Quando o Amor Não É Suficiente

O cheiro de desinfetante inundava o quarto. Sentia o meu corpo pesado, uma dor surda a espalhar-se pela minha anca.

O meu marido, Pedro, sentou-se ao meu lado, segurando a minha mão. A sua expressão era uma mistura de alívio e preocupação.

"Graças a Deus, Clara. O médico disse que a cirurgia foi um sucesso. O bebé está seguro."

Olhei para a minha barriga, ainda ligeiramente inchada sob o lençol do hospital. O nosso filho. O nosso pequeno milagre, que quase perdemos.

Um acidente de carro. Um condutor bêbado que passou um sinal vermelho. Eu estava a apenas cinco minutos de casa.

O meu telemóvel vibrou na mesa de cabeceira. Era a minha mãe.

Pedro atendeu.

"Sim, sogra. Ela está bem. A cirurgia correu bem, o bebé está estável."

Houve uma pausa. O rosto de Pedro mudou, a sua testa franziu-se.

"O quê? A Sofia está no hospital? O que aconteceu?"

Sofia. A minha meia-irmã. A filha do meu padrasto com a sua primeira mulher, que faleceu há muitos anos.

Pedro continuou a falar ao telefone, a sua voz agora tensa. "Okay, entendo. Sim, claro. Vou já para aí."

Ele desligou e olhou para mim, evitando o meu olhar.

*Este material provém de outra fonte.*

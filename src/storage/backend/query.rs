//! Query operations for SeaOrmStorage
//!
//! This module contains all read-only database operations. Results come back
//! in storage-default order, which for these append-only tables is insertion
//! order.

use sea_orm::{ColumnTrait, EntityTrait, QueryFilter};

use super::SeaOrmStorage;
use super::converters::{model_to_hostname_location, model_to_ip_location};
use crate::errors::{IpLocatorError, Result};
use crate::storage::models::{HostnameLocationRecord, IpLocationRecord};

use migration::entities::{hostname_location, ip_location};

impl SeaOrmStorage {
    /// 加载全部 IP 位置记录
    pub async fn select_all_ip(&self) -> Result<Vec<IpLocationRecord>> {
        let models = ip_location::Entity::find()
            .all(&self.db)
            .await
            .map_err(|e| {
                IpLocatorError::database_operation(format!("加载 IP 位置记录失败: {}", e))
            })?;

        Ok(models.into_iter().map(model_to_ip_location).collect())
    }

    /// 加载全部主机名位置记录
    pub async fn select_all_hostname(&self) -> Result<Vec<HostnameLocationRecord>> {
        let models = hostname_location::Entity::find()
            .all(&self.db)
            .await
            .map_err(|e| {
                IpLocatorError::database_operation(format!("加载主机名位置记录失败: {}", e))
            })?;

        Ok(models.into_iter().map(model_to_hostname_location).collect())
    }

    /// 按 id 查找 IP 位置记录；不存在返回 Ok(None)，不是错误
    pub async fn select_ip_by_id(&self, id: i32) -> Result<Option<IpLocationRecord>> {
        let model = ip_location::Entity::find_by_id(id)
            .one(&self.db)
            .await
            .map_err(|e| {
                IpLocatorError::database_operation(format!("查询 IP 位置记录失败: {}", e))
            })?;

        Ok(model.map(model_to_ip_location))
    }

    /// 按 id 查找主机名位置记录；不存在返回 Ok(None)，不是错误
    pub async fn select_hostname_by_id(&self, id: i32) -> Result<Option<HostnameLocationRecord>> {
        let model = hostname_location::Entity::find_by_id(id)
            .one(&self.db)
            .await
            .map_err(|e| {
                IpLocatorError::database_operation(format!("查询主机名位置记录失败: {}", e))
            })?;

        Ok(model.map(model_to_hostname_location))
    }

    /// 查找某个 IP 的全部记录（字符串精确匹配）
    pub async fn select_by_ip(&self, ip: &str) -> Result<Vec<IpLocationRecord>> {
        let models = ip_location::Entity::find()
            .filter(ip_location::Column::Ip.eq(ip))
            .all(&self.db)
            .await
            .map_err(|e| {
                IpLocatorError::database_operation(format!("查询 IP 位置记录失败: {}", e))
            })?;

        Ok(models.into_iter().map(model_to_ip_location).collect())
    }

    /// 查找某个主机名的全部记录（字符串精确匹配）
    pub async fn select_by_hostname(&self, hostname: &str) -> Result<Vec<HostnameLocationRecord>> {
        let models = hostname_location::Entity::find()
            .filter(hostname_location::Column::Hostname.eq(hostname))
            .all(&self.db)
            .await
            .map_err(|e| {
                IpLocatorError::database_operation(format!("查询主机名位置记录失败: {}", e))
            })?;

        Ok(models.into_iter().map(model_to_hostname_location).collect())
    }
}
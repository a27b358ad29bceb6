use sea_orm::entity::prelude::*;

#[derive(Clone, Debug, PartialEq, DeriveEntityModel)]
#[sea_orm(table_name = "ip_address")]
pub struct Model {
    #[sea_orm(primary_key)]
    pub id: i32,
    pub ip: String,
    pub latitude: f64,
    pub longitude: f64,
    pub timestamp: DateTimeUtc,
}

#[derive(Copy, Clone, Debug, EnumIter, DeriveRelation)]
pub enum Relation {}

impl ActiveModelBehavior for ActiveModel {}
pub mod geoip;

pub use geoip::{Coordinates, GeoLookup, GeoProvider};
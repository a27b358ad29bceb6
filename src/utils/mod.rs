pub mod hostname;

pub use hostname::resolve_hostname;
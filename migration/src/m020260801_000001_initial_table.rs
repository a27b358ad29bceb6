use sea_orm_migration::prelude::*;

#[derive(DeriveMigrationName)]
pub struct Migration;

#[async_trait::async_trait]
impl MigrationTrait for Migration {
    async fn up(&self, manager: &SchemaManager) -> Result<(), DbErr> {
        // 创建 ip_address 表
        manager
            .create_table(
                Table::create()
                    .table(IpAddress::Table)
                    .if_not_exists()
                    .col(
                        ColumnDef::new(IpAddress::Id)
                            .integer()
                            .not_null()
                            .auto_increment()
                            .primary_key(),
                    )
                    .col(ColumnDef::new(IpAddress::Ip).string().not_null())
                    .col(ColumnDef::new(IpAddress::Latitude).double().not_null())
                    .col(ColumnDef::new(IpAddress::Longitude).double().not_null())
                    .col(
                        ColumnDef::new(IpAddress::Timestamp)
                            .timestamp_with_time_zone()
                            .not_null(),
                    )
                    .to_owned(),
            )
            .await?;

        // ip 不唯一（同一地址允许多条历史记录），只建普通索引
        manager
            .create_index(
                Index::create()
                    .if_not_exists()
                    .name("idx_ip_address_ip")
                    .table(IpAddress::Table)
                    .col(IpAddress::Ip)
                    .to_owned(),
            )
            .await?;

        // 创建 url_address 表
        manager
            .create_table(
                Table::create()
                    .table(UrlAddress::Table)
                    .if_not_exists()
                    .col(
                        ColumnDef::new(UrlAddress::Id)
                            .integer()
                            .not_null()
                            .auto_increment()
                            .primary_key(),
                    )
                    .col(ColumnDef::new(UrlAddress::Hostname).string().not_null())
                    .col(ColumnDef::new(UrlAddress::Latitude).double().not_null())
                    .col(ColumnDef::new(UrlAddress::Longitude).double().not_null())
                    .col(
                        ColumnDef::new(UrlAddress::Timestamp)
                            .timestamp_with_time_zone()
                            .not_null(),
                    )
                    .to_owned(),
            )
            .await?;

        manager
            .create_index(
                Index::create()
                    .if_not_exists()
                    .name("idx_url_address_hostname")
                    .table(UrlAddress::Table)
                    .col(UrlAddress::Hostname)
                    .to_owned(),
            )
            .await?;

        Ok(())
    }

    async fn down(&self, manager: &SchemaManager) -> Result<(), DbErr> {
        // 删除索引
        manager
            .drop_index(Index::drop().name("idx_url_address_hostname").to_owned())
            .await?;

        manager
            .drop_index(Index::drop().name("idx_ip_address_ip").to_owned())
            .await?;

        // 删除表
        manager
            .drop_table(Table::drop().table(UrlAddress::Table).to_owned())
            .await?;

        manager
            .drop_table(Table::drop().table(IpAddress::Table).to_owned())
            .await
    }
}

#[derive(DeriveIden)]
enum IpAddress {
    #[sea_orm(iden = "ip_address")]
    Table,
    Id,
    Ip,
    Latitude,
    Longitude,
    Timestamp,
}

#[derive(DeriveIden)]
enum UrlAddress {
    #[sea_orm(iden = "url_address")]
    Table,
    Id,
    Hostname,
    Latitude,
    Longitude,
    Timestamp,
}
use crate::storage::models::{HostnameLocationRecord, IpLocationRecord};
use migration::entities::{hostname_location, ip_location};

/// 将 Sea-ORM Model 转换为 IpLocationRecord
///
/// 时间戳在实体层就是 UTC 类型：历史上无时区信息的行在解码时按 UTC
/// 处理，读取不会因此失败。
pub fn model_to_ip_location(model: ip_location::Model) -> IpLocationRecord {
    IpLocationRecord {
        id: Some(model.id),
        ip: model.ip,
        latitude: model.latitude,
        longitude: model.longitude,
        timestamp: model.timestamp,
    }
}

/// 将 Sea-ORM Model 转换为 HostnameLocationRecord
pub fn model_to_hostname_location(model: hostname_location::Model) -> HostnameLocationRecord {
    HostnameLocationRecord {
        id: Some(model.id),
        hostname: model.hostname,
        latitude: model.latitude,
        longitude: model.longitude,
        timestamp: model.timestamp,
    }
}

/// 将 IpLocationRecord 转换为 ActiveModel（用于插入）
///
/// `id` 一律 NotSet：主键由数据库分配，调用方的记录不会被写回。
pub fn ip_location_to_active_model(record: &IpLocationRecord) -> ip_location::ActiveModel {
    use sea_orm::ActiveValue::*;

    ip_location::ActiveModel {
        id: NotSet,
        ip: Set(record.ip.clone()),
        latitude: Set(record.latitude),
        longitude: Set(record.longitude),
        timestamp: Set(record.timestamp),
    }
}

/// 将 HostnameLocationRecord 转换为 ActiveModel（用于插入）
pub fn hostname_location_to_active_model(
    record: &HostnameLocationRecord,
) -> hostname_location::ActiveModel {
    use sea_orm::ActiveValue::*;

    hostname_location::ActiveModel {
        id: NotSet,
        hostname: Set(record.hostname.clone()),
        latitude: Set(record.latitude),
        longitude: Set(record.longitude),
        timestamp: Set(record.timestamp),
    }
}
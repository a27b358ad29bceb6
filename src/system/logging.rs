//! Logging system initialization
//!
//! Sets up the tracing subscriber from the application configuration.
//!
//! **Note**: This should be called only once during application startup,
//! after the configuration has been loaded.

use tracing_subscriber;

use super::app_config::LoggingConfig;

/// Initialize the logging system based on configuration
///
/// # Panics
/// * If setting the global subscriber fails (e.g., already initialized)
pub fn init_logging(config: &LoggingConfig) {
    let filter = tracing_subscriber::EnvFilter::new(config.level.clone());

    tracing_subscriber::fmt()
        .with_env_filter(filter)
        .with_level(true)
        .init();
}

"A Sofia... ela tentou suicidar-se. Tomou um frasco inteiro de comprimidos para dormir. O meu pai encontrou-a. Estão no Hospital da Luz."

O Hospital da Luz ficava do outro lado da cidade.

"Ela está bem?", perguntei, a minha voz rouca.

"Está fora de perigo, mas está muito fraca. O meu pai está desesperado. Precisa de mim lá."

Senti um aperto no peito. "Pedro, eu acabei de sair de uma cirurgia. O nosso filho quase morreu."

"Eu sei, Clara, eu sei", disse ele, levantando-se. "Mas a Sofia... ela não tem mais ninguém. O meu pai está sozinho a lidar com isto. Eu sou o único que ele tem."

Ele inclinou-se e beijou a minha testa. O beijo foi rápido, quase um formalismo.

"Vou só ver como eles estão. Volto o mais rápido que puder. Liga-me se precisares de alguma coisa."

E com isso, ele saiu.

Fiquei a olhar para a porta fechada, a mão dele já não na minha. O quarto de repente pareceu maior, mais frio.

Eu e o nosso filho quase morremos, e ele foi a correr para a irmã que tentou tirar a própria vida.

A ironia era amarga. A vida que eu carregava, lutando para sobreviver, parecia menos importante do que a vida que a Sofia tentou descartar.

Liguei a televisão. O noticiário local falava de um engavetamento na autoestrada, causado por um condutor imprudente. A mesma autoestrada que Pedro teria de apanhar para chegar ao outro hospital.

Pensei em ligar-lhe, em dizer-lhe para ter cuidado. Mas não o fiz.

Em vez disso, desliguei a TV e fechei os olhos, tentando focar-me na pequena vida dentro de mim. A única coisa que realmente importava agora.

A única coisa que eu tinha de proteger. Sozinha.